Was vereint Sanofi-Aventis und DaimlerChrysler? Zu viel Aufsicht in einem, zu wenig im anderen Fall. Was heißt "zu viel"? Bei der Einverleibung von Aventis durch die französische Pharma-Firma Sanofi haben sich Pariser Groß-Politiker so geriert, als seien sie Unterlinge des 14. Ludwig, des "L'état, c'est moi"-Monarchen, der die Wirtschaft nur als Filiale staatlicher Macht begriffen hat. Dieser Staat hat gedrängt und gedroht, bis sich der Schweizer Konkurrent Novartis eingeschüchtert zurückzog. Den Preis aber musste der "Sieger" Sanofi bezahlen: mit einem 30-Prozent-Aufschlag auf die Aventis-Aktien (auf den Preis vor der Balz). Gut für die Aventis-Aktionäre.

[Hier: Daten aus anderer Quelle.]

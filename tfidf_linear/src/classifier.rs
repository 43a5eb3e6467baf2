use std::io::{BufRead, Write};

use crate::errors::Result;
use crate::model::Model;
use crate::ngram::{Tokenizer, WhitespaceTokenizer};

/// Number of decimal places of formatted scores.
pub const DEFAULT_PRECISION: usize = 4;

/// Returns the index of the largest score.
///
/// Ties go to the lowest index. Returns 0 for an empty slice.
pub fn largest(scores: &[f64]) -> usize {
    let mut max_index = 0;
    let mut max: Option<f64> = None;
    for (i, &score) in scores.iter().enumerate() {
        let is_larger = match max {
            Some(m) => score > m,
            None => true,
        };
        if is_larger {
            max_index = i;
            max = Some(score);
        }
    }
    max_index
}

/// Scores a document and picks the predicted class.
///
/// # Arguments
///
/// * `model` - A model.
/// * `document` - A document, split on whitespace.
///
/// # Returns
///
/// The predicted class index and the score of every class.
pub fn score_document(model: &Model, document: &str) -> (usize, Vec<f64>) {
    let scores = model.class_log_likelihoods(document);
    (largest(&scores), scores)
}

/// Formats a number with `precision` decimal places, rounding ties away from zero.
fn format_half_up(x: f64, precision: usize) -> String {
    if x.is_finite() && x != 0.0 {
        // A tie needs at most `precision + 1` fractional binary digits.
        let scale = 2f64.powi(i32::try_from(precision + 1).unwrap_or(i32::MAX));
        if (x * scale).fract() == 0.0 && format!("{:.*}", precision + 1, x).ends_with('5') {
            let away = f64::from_bits(x.to_bits() + 1);
            return format!("{:.*}", precision, away);
        }
    }
    format!("{:.*}", precision, x)
}

/// Formats a prediction as a single line without a line terminator.
///
/// The line has three tab-separated columns: the predicted class index, the space-separated
/// scores with `precision` decimal places, and the document.
pub fn format_score_line(
    predicted: usize,
    scores: &[f64],
    document: &str,
    precision: usize,
) -> String {
    let mut line = predicted.to_string();
    line.push('\t');
    for (i, score) in scores.iter().enumerate() {
        if i != 0 {
            line.push(' ');
        }
        line.push_str(&format_half_up(*score, precision));
    }
    line.push('\t');
    line.push_str(document);
    line
}

/// Classifier.
pub struct Classifier {
    model: Model,
    tokenizer: Box<dyn Tokenizer>,
    precision: usize,
}

impl Classifier {
    /// Creates a new classifier.
    ///
    /// Documents are split on whitespace and scores are formatted with [`DEFAULT_PRECISION`]
    /// decimal places unless configured otherwise.
    ///
    /// # Arguments
    ///
    /// * `model` - A model.
    pub fn new(model: Model) -> Self {
        Self {
            model,
            tokenizer: Box::new(WhitespaceTokenizer),
            precision: DEFAULT_PRECISION,
        }
    }

    /// Sets the tokenizer applied to documents.
    pub fn tokenizer<T>(mut self, tokenizer: T) -> Self
    where
        T: Tokenizer + 'static,
    {
        self.tokenizer = Box::new(tokenizer);
        self
    }

    /// Sets the number of decimal places of formatted scores.
    pub fn precision(mut self, precision: usize) -> Self {
        self.precision = precision;
        self
    }

    /// Returns the model.
    pub fn model(&self) -> &Model {
        &self.model
    }

    /// Scores a document and picks the predicted class.
    ///
    /// # Returns
    ///
    /// The predicted class index and the score of every class.
    pub fn score_document(&self, document: &str) -> (usize, Vec<f64>) {
        let scores = self
            .model
            .class_log_likelihoods_with(self.tokenizer.as_ref(), document);
        (largest(&scores), scores)
    }

    /// Scores a document and formats the result as a line.
    pub fn format_score_line(&self, document: &str) -> String {
        let (predicted, scores) = self.score_document(document);
        format_score_line(predicted, &scores, document, self.precision)
    }

    /// Scores every line of a reader as a separate document.
    ///
    /// One formatted line is written for each input line, in input order. Empty lines are
    /// scored too. Bytes that are not valid UTF-8 are replaced with U+FFFD.
    ///
    /// # Arguments
    ///
    /// * `rdr` - Source of documents, one per line.
    /// * `wtr` - Sink of formatted results.
    ///
    /// # Returns
    ///
    /// The number of documents scored.
    ///
    /// # Errors
    ///
    /// When `rdr` or `wtr` generates an error, it will be returned as is. Lines written before
    /// the error have already been flushed.
    pub fn score_lines<R, W>(&self, mut rdr: R, mut wtr: W) -> Result<usize>
    where
        R: BufRead,
        W: Write,
    {
        let mut n_documents = 0;
        let mut buf = vec![];
        loop {
            buf.clear();
            match rdr.read_until(b'\n', &mut buf) {
                Ok(0) => break,
                Ok(_) => (),
                Err(e) => {
                    wtr.flush()?;
                    return Err(e.into());
                }
            }
            if buf.last() == Some(&b'\n') {
                buf.pop();
                if buf.last() == Some(&b'\r') {
                    buf.pop();
                }
            }
            let line = String::from_utf8_lossy(&buf);
            writeln!(wtr, "{}", self.format_score_line(&line))?;
            n_documents += 1;
        }
        wtr.flush()?;
        Ok(n_documents)
    }
}

#[cfg(test)]
mod tests {
    use super::*;

    use hashbrown::HashMap;

    use crate::ngram::PatternTokenizer;

    fn ab_model(biases: Vec<f64>) -> Model {
        let vocabulary: HashMap<_, _> = [("a".to_string(), 0), ("b".to_string(), 1)]
            .into_iter()
            .collect();
        Model::new(
            vocabulary,
            vec![1],
            vec![1.0, 1.0],
            vec![vec![1.0, 0.0], vec![0.0, 1.0]],
            biases,
        )
        .unwrap()
    }

    #[test]
    fn test_largest() {
        assert_eq!(2, largest(&[-3.0, 1.0, 2.5, -0.5]));
        assert_eq!(0, largest(&[7.0]));
        assert_eq!(0, largest(&[]));
    }

    #[test]
    fn test_largest_tie_takes_lowest_index() {
        assert_eq!(1, largest(&[0.0, 2.0, 1.0, 2.0]));
        assert_eq!(0, largest(&[-1.0, -1.0]));
    }

    #[test]
    fn test_largest_negative_infinity() {
        assert_eq!(0, largest(&[f64::NEG_INFINITY, f64::NEG_INFINITY]));
        assert_eq!(1, largest(&[f64::NEG_INFINITY, -1e300]));
    }

    #[test]
    fn test_score_document() {
        let (predicted, scores) = score_document(&ab_model(vec![0.0, 0.0]), "a a b");
        assert_eq!(0, predicted);
        assert!((scores[0] - 0.894).abs() < 1e-3);
        assert!((scores[1] - 0.447).abs() < 1e-3);

        let (predicted, _) = score_document(&ab_model(vec![0.0, 0.0]), "b b a");
        assert_eq!(1, predicted);
    }

    #[test]
    fn test_score_empty_document() {
        let (predicted, scores) = score_document(&ab_model(vec![-2.0, -0.5]), "");
        assert_eq!(1, predicted);
        assert_eq!(vec![-2.0, -0.5], scores);

        let (predicted, scores) = score_document(&ab_model(vec![-0.5, -0.5]), "");
        assert_eq!(0, predicted);
        assert_eq!(vec![-0.5, -0.5], scores);
    }

    #[test]
    fn test_format_score_line() {
        assert_eq!(
            "1\t-0.6931 0.1235\tthe cat sat",
            format_score_line(1, &[-0.693147, 0.123456], "the cat sat", 4)
        );
        assert_eq!("0\t1.50\t", format_score_line(0, &[1.5], "", 2));
    }

    #[test]
    fn test_classifier_format_score_line() {
        let classifier = Classifier::new(ab_model(vec![0.0, 0.0]));
        assert_eq!(
            "0\t0.8944 0.4472\ta a b",
            classifier.format_score_line("a a b")
        );

        let classifier = classifier.precision(1);
        assert_eq!("1\t0.4 0.9\tb a b", classifier.format_score_line("b a b"));
    }

    #[test]
    fn test_classifier_tokenizer() {
        let classifier = Classifier::new(ab_model(vec![0.0, 0.0]));
        let (_, scores) = classifier.score_document("A, A");
        assert_eq!(vec![0.0, 0.0], scores);

        let tokenizer = PatternTokenizer::new(r"\w+", true).unwrap();
        let classifier = classifier.tokenizer(tokenizer);
        let (predicted, scores) = classifier.score_document("A, A");
        assert_eq!(0, predicted);
        assert_eq!(vec![1.0, 0.0], scores);
    }

    #[test]
    fn test_score_lines() {
        let classifier = Classifier::new(ab_model(vec![0.0, -1.0]));
        let input = "a a b\n\nb\r\nc d\n";
        let mut output = vec![];
        let n = classifier.score_lines(input.as_bytes(), &mut output).unwrap();

        assert_eq!(4, n);
        assert_eq!(
            "0\t0.8944 -0.5528\ta a b\n\
             0\t0.0000 -1.0000\t\n\
             0\t0.0000 0.0000\tb\n\
             0\t0.0000 -1.0000\tc d\n",
            String::from_utf8(output).unwrap()
        );
    }

    #[test]
    fn test_score_lines_empty_input() {
        let classifier = Classifier::new(ab_model(vec![0.0, 0.0]));
        let mut output = vec![];
        let n = classifier.score_lines(&b""[..], &mut output).unwrap();
        assert_eq!(0, n);
        assert!(output.is_empty());
    }

    #[test]
    fn test_score_lines_invalid_utf8() {
        let classifier = Classifier::new(ab_model(vec![0.0, 0.0]));
        let mut output = vec![];
        let n = classifier
            .score_lines(&b"a\ncaf\xe9 a\nb"[..], &mut output)
            .unwrap();
        assert_eq!(3, n);
        assert_eq!(
            "0\t1.0000 0.0000\ta\n\
             0\t1.0000 0.0000\tcaf\u{fffd} a\n\
             1\t0.0000 1.0000\tb\n",
            String::from_utf8(output).unwrap()
        );
    }

    #[test]
    fn test_format_half_up() {
        assert_eq!("0.0313", format_half_up(0.03125, 4));
        assert_eq!("-0.0313", format_half_up(-0.03125, 4));
        assert_eq!("0.13", format_half_up(0.125, 2));
        assert_eq!("1", format_half_up(0.5, 0));
        assert_eq!("3", format_half_up(2.5, 0));
        assert_eq!("0.0312", format_half_up(0.0312, 4));
        assert_eq!("0.1235", format_half_up(0.123456, 4));
        assert_eq!("0.0000", format_half_up(0.0, 4));
        assert_eq!("-inf", format_half_up(f64::NEG_INFINITY, 4));
    }

    #[test]
    fn test_format_score_line_rounds_ties_up() {
        assert_eq!(
            "0\t0.0313 -0.2500\td",
            format_score_line(0, &[0.03125, -0.25], "d", 4)
        );
    }
}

Aber auch für die von Sanofi? Das wird der Markt zeigen, und der wird sich von den Neo-Colbertianern um den Premierminister im H'tel Matignon nicht erpressen lassen.

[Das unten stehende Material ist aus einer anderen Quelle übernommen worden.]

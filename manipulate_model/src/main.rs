use std::env;
use std::fs;
use std::io::{self, BufWriter};
use std::path::PathBuf;

use clap::Parser;
use serde::Serialize;
use tfidf_linear::compress::{Compression, Encoder};
use tfidf_linear::Model;
use tracing::info;
use tracing_subscriber::{fmt, prelude::*, EnvFilter};

#[derive(Parser, Debug)]
#[command(
    name = "manipulate_model",
    about = "A program to inspect and re-encode linear n-gram models."
)]
struct Args {
    /// Input path of the model file
    #[arg(long)]
    model_in: PathBuf,

    /// Output path of the model file. Compressed with gzip for `.gz` and zstd for `.zst`.
    #[arg(long)]
    model_out: Option<PathBuf>,

    /// Output the vocabulary as CSV with `term`, `index` and `idf` columns.
    #[arg(long)]
    dump_vocab: Option<PathBuf>,
}

#[derive(Serialize)]
struct VocabRecord<'a> {
    term: &'a str,
    index: usize,
    idf: f64,
}

/// Filter from `RUST_LOG` directives, or `info` when they are unset or unparsable.
fn log_filter(directives: Option<&str>) -> EnvFilter {
    directives
        .and_then(|d| EnvFilter::try_new(d).ok())
        .unwrap_or_else(|| EnvFilter::new("info"))
}

fn main() -> Result<(), Box<dyn std::error::Error>> {
    tracing_subscriber::registry()
        .with(fmt::layer().with_writer(io::stderr))
        .with(log_filter(env::var(EnvFilter::DEFAULT_ENV).ok().as_deref()))
        .init();

    let args = Args::parse();

    info!(path = %args.model_in.display(), "Loading model file...");
    let model = Model::read_compressed(fs::File::open(&args.model_in)?)?;
    println!("{}", model);

    if let Some(path) = args.dump_vocab {
        info!(path = %path.display(), "Saving vocabulary file...");
        let mut terms: Vec<_> = model.vocabulary().iter().collect();
        terms.sort_unstable_by_key(|&(_, &index)| index);
        let mut wtr = csv::Writer::from_path(path)?;
        for (term, &index) in terms {
            wtr.serialize(VocabRecord {
                term,
                index,
                idf: model.idf()[index],
            })?;
        }
        wtr.flush()?;
    }

    if let Some(path) = args.model_out {
        let compression = Compression::from_path(&path);
        info!(path = %path.display(), ?compression, "Saving model file...");
        let file = BufWriter::new(fs::File::create(path)?);
        let mut wtr = Encoder::new(file, compression)?;
        model.write(&mut wtr)?;
        wtr.finish()?;
    }

    Ok(())
}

Gravierender für die Zukunft Deutschlands ist der Fall DaimlerChrysler, einer Firma, die an einem Zuwenig an Aufsicht leidet, und dies schon seit 1998, als unter Jürgen Schrempp der Griff nach der Welt AG inszeniert wurde. Chrysler und Mitsubishi haben sich zur größten Kapitalvernichtungsmaschine seit der Sintflut summiert, und dies nicht etwa über Nacht, sondern mit einem Vorlauf, der länger ist als die Serie der Formel-1-Niederlagen von Mercedes. Dennoch hat der Aufsichtsrat den Vertrag des weltmachtheischenden Schrempp dreimal verlängert, zuletzt am 7. April. Dies wirft abermals die Frage auf, die den westlichen Kapitalismus, der mächtigsten Transformationskraft aller Zeiten, seit dem Fall Enron/Arthur Andersen quält. Wie kann ein System bestehen, dessen Kern aufweicht: die Aufsicht über Angestellte, die mit dem Geld anderer Leute arbeiten - es mal mehren, mal zerstören, aber stets ohne eigenes Risiko?

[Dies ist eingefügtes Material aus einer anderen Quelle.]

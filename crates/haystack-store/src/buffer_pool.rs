//! Serialization buffer pool (§4.4, §9 DESIGN NOTES).
//!
//! A bounded thread-safe free-list of page-sized buffers, used to avoid
//! allocating a fresh `Vec<u8>` for every needle serialized onto the wire.
//! This is purely an optimization: a needle whose `WriteSize` exceeds the
//! pool's buffer size is served by a one-shot allocation instead, and the
//! pool never changes observable behavior.

use std::ops::{Deref, DerefMut};
use std::sync::Mutex;

/// One OS page, the size buffers in the pool are cut to.
pub const PAGE_SIZE: usize = 4096;

/// Free-list of reusable, page-sized buffers.
pub struct BufferPool {
    buffer_size: usize,
    max_slots: usize,
    free: Mutex<Vec<Vec<u8>>>,
}

impl BufferPool {
    /// Creates a pool of buffers sized `buffer_size`, holding at most
    /// `max_slots` of them at a time.
    pub fn new(buffer_size: usize, max_slots: usize) -> Self {
        Self {
            buffer_size,
            max_slots,
            free: Mutex::new(Vec::with_capacity(max_slots)),
        }
    }

    /// Acquires a buffer with at least `needed` bytes of capacity, zeroed
    /// and resized to exactly `needed` bytes.
    ///
    /// If `needed` fits in the pool's buffer size, a pooled buffer is
    /// reused when available; otherwise a one-shot allocation is made and
    /// not returned to the pool on drop.
    pub fn acquire(&self, needed: usize) -> PooledBuffer<'_> {
        if needed <= self.buffer_size {
            let mut free = self.free.lock().unwrap_or_else(|p| p.into_inner());
            if let Some(mut buf) = free.pop() {
                buf.clear();
                buf.resize(needed, 0);
                return PooledBuffer {
                    pool: Some(self),
                    buf,
                };
            }
        }
        let mut buf = Vec::with_capacity(needed.max(self.buffer_size));
        buf.resize(needed, 0);
        PooledBuffer { pool: None, buf }
    }

    fn release(&self, mut buf: Vec<u8>) {
        if buf.capacity() < self.buffer_size {
            return;
        }
        let mut free = self.free.lock().unwrap_or_else(|p| p.into_inner());
        if free.len() < self.max_slots {
            buf.clear();
            free.push(buf);
        }
    }
}

impl Default for BufferPool {
    fn default() -> Self {
        Self::new(PAGE_SIZE, 64)
    }
}

/// A buffer checked out from a [`BufferPool`]; returned to the pool on drop
/// when it was eligible to come from one.
pub struct PooledBuffer<'a> {
    pool: Option<&'a BufferPool>,
    buf: Vec<u8>,
}

impl Deref for PooledBuffer<'_> {
    type Target = [u8];

    fn deref(&self) -> &[u8] {
        &self.buf
    }
}

impl DerefMut for PooledBuffer<'_> {
    fn deref_mut(&mut self) -> &mut [u8] {
        &mut self.buf
    }
}

impl Drop for PooledBuffer<'_> {
    fn drop(&mut self) {
        if let Some(pool) = self.pool.take() {
            pool.release(std::mem::take(&mut self.buf));
        }
    }
}

#[cfg(test)]
mod tests {
    use super::*;

    #[test]
    fn small_buffer_is_reused_after_release() {
        let pool = BufferPool::new(64, 2);
        {
            let buf = pool.acquire(32);
            assert_eq!(buf.len(), 32);
        }
        assert_eq!(pool.free.lock().unwrap().len(), 1);
        let buf = pool.acquire(16);
        assert_eq!(buf.len(), 16);
    }

    #[test]
    fn oversized_buffer_is_not_pooled() {
        let pool = BufferPool::new(64, 2);
        {
            let buf = pool.acquire(128);
            assert_eq!(buf.len(), 128);
        }
        assert_eq!(pool.free.lock().unwrap().len(), 0);
    }

    #[test]
    fn pool_is_bounded_by_max_slots() {
        let pool = BufferPool::new(64, 1);
        drop(pool.acquire(10));
        drop(pool.acquire(10));
        assert_eq!(pool.free.lock().unwrap().len(), 1);
    }

    #[test]
    fn acquired_buffer_is_zeroed() {
        let pool = BufferPool::new(64, 1);
        let buf = pool.acquire(8);
        assert_eq!(&*buf, &[0u8; 8]);
    }
}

Wie fremd dieses Problem dem Rheinischen Kapitalismus gewesen ist, zeigt allein das neudeutsche Wörtchen Corporate Governance, etwa: "Unternehmensführung und -kontrolle". Zwar gibt es seit 2002 einen Kodex mit Empfehlungen vor allem für den Aufsichtsrat, aber die wenigsten Dax-Unternehmen halten sich daran. Zum Beispiel weigert sich ein großer Autohersteller, die einsichtige Regel zu befolgen, wonach ein Ex-Vorständler im Aufsichtsrat nicht für die Bestätigung der früheren Bilanzen zuständig sein darf. So kontrolliert sich der Kontrollierte ex post selbst, und dieses Gift zieht sich durch das gesamte deutsche Aufsichtsrats(un)wesen.

Völlig illegal ist in Amerika ein deutsches Lieblingskind: interlocking directorates, etwa: Ich sitze in deinem, du sitzt in meinem Rat. Dass der Allianz-Chef bei Bayer und dessen Aufsichtsratschef bei ihm am Kontrolleurstisch sitzt, würde in den USA den Staatsanwalt in die Firma holen. In Britannien verboten ist eine andere deutsche Unsitte: die gottgegebene Erhöhung des Ex-Vorstandschefs zum Aufsichtsratsvorsitzenden (was für die Hälfte der Dax-AGs zutrifft). Die Folge: Auch Verlierer werden belohnt. Schlimmer noch: Auf ihrer Wolke sitzend, können sie ihre Nachfolger kontrollieren und drangsalieren - die Leichen bleiben schön balsamiert hinter den Palisandertüren zurück. Betrachten wir die Komposition des Aufsichtsrates: Oft handelt es sich nicht um spitzzahnige Aufpasser, sondern um mildäugige Spezis. So formen Jürgen Schrempp und dessen Aufsichtsratschef Hilmar Kopper (seit 14 Jahren an der Spitze) ein Tandem, das schon länger währt als die Zweit-Ehen der beiden. Befindet das manager magazin: Schrempp "wirbt dafür, dass Kopper bis 2007 als AR-Vorsitzender im Amt weitermachen darf - der wiederum bringt Schrempps Vertragsverlängerung auf den Weg".

Fazit: Auf Aufsicht à la française können wir sehr gut verzichten, aber wenn sich die Wirtschaft nicht endlich einen verbindlichen Kodex gibt, wird es der Staat tun. Der Kapitalismus ist zu wichtig, um ihn seinen Angestellten zu überlassen.